#### What the task asks
Only a number is wanted here: the count of lines in the entries below that contain the word "MenuOption".

#### Data

╭──

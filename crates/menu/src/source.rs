//! Option sources.
//!
//! A source answers the two questions a menu asks: "which option has this
//! value?" and "which options match this text?". Both are async and fallible.

use std::future::Future;
use std::sync::Arc;

use async_trait::async_trait;

use crate::option::MenuOption;

/// Backend for a filter menu.
#[async_trait]
pub trait OptionSource<O: MenuOption>: Send + Sync {
	/// Resolves the option whose value is `value`, if it exists.
	async fn resolve_selected(&self, value: &str) -> anyhow::Result<Option<O>>;

	/// Returns the options matching `query`.
	async fn search(&self, query: &str) -> anyhow::Result<Vec<O>>;
}

#[async_trait]
impl<O, S> OptionSource<O> for Arc<S>
where
	O: MenuOption,
	S: OptionSource<O> + ?Sized,
{
	async fn resolve_selected(&self, value: &str) -> anyhow::Result<Option<O>> {
		(**self).resolve_selected(value).await
	}

	async fn search(&self, query: &str) -> anyhow::Result<Vec<O>> {
		(**self).search(query).await
	}
}

/// Closure-backed [`OptionSource`].
pub struct FnOptionSource<R, S> {
	resolve: R,
	search: S,
}

impl<R, S> FnOptionSource<R, S> {
	pub fn new(resolve: R, search: S) -> Self {
		Self { resolve, search }
	}
}

#[async_trait]
impl<O, R, RF, S, SF> OptionSource<O> for FnOptionSource<R, S>
where
	O: MenuOption,
	R: Fn(String) -> RF + Send + Sync,
	RF: Future<Output = anyhow::Result<Option<O>>> + Send,
	S: Fn(String) -> SF + Send + Sync,
	SF: Future<Output = anyhow::Result<Vec<O>>> + Send,
{
	async fn resolve_selected(&self, value: &str) -> anyhow::Result<Option<O>> {
		(self.resolve)(value.to_string()).await
	}

	async fn search(&self, query: &str) -> anyhow::Result<Vec<O>> {
		(self.search)(query.to_string()).await
	}
}

/// Fixed option list, for enumerations such as workspace status.
///
/// Search ignores the query and returns every option; narrowing is left to the
/// menu's client-side filter.
#[derive(Debug, Clone)]
pub struct StaticOptions<O> {
	options: Vec<O>,
}

impl<O: MenuOption> StaticOptions<O> {
	pub fn new(options: impl IntoIterator<Item = O>) -> Self {
		Self {
			options: options.into_iter().collect(),
		}
	}

	pub fn options(&self) -> &[O] {
		&self.options
	}
}

#[async_trait]
impl<O: MenuOption> OptionSource<O> for StaticOptions<O> {
	async fn resolve_selected(&self, value: &str) -> anyhow::Result<Option<O>> {
		Ok(self.options.iter().find(|o| o.value() == value).cloned())
	}

	async fn search(&self, _query: &str) -> anyhow::Result<Vec<O>> {
		Ok(self.options.clone())
	}
}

╰──

#### Answer box
6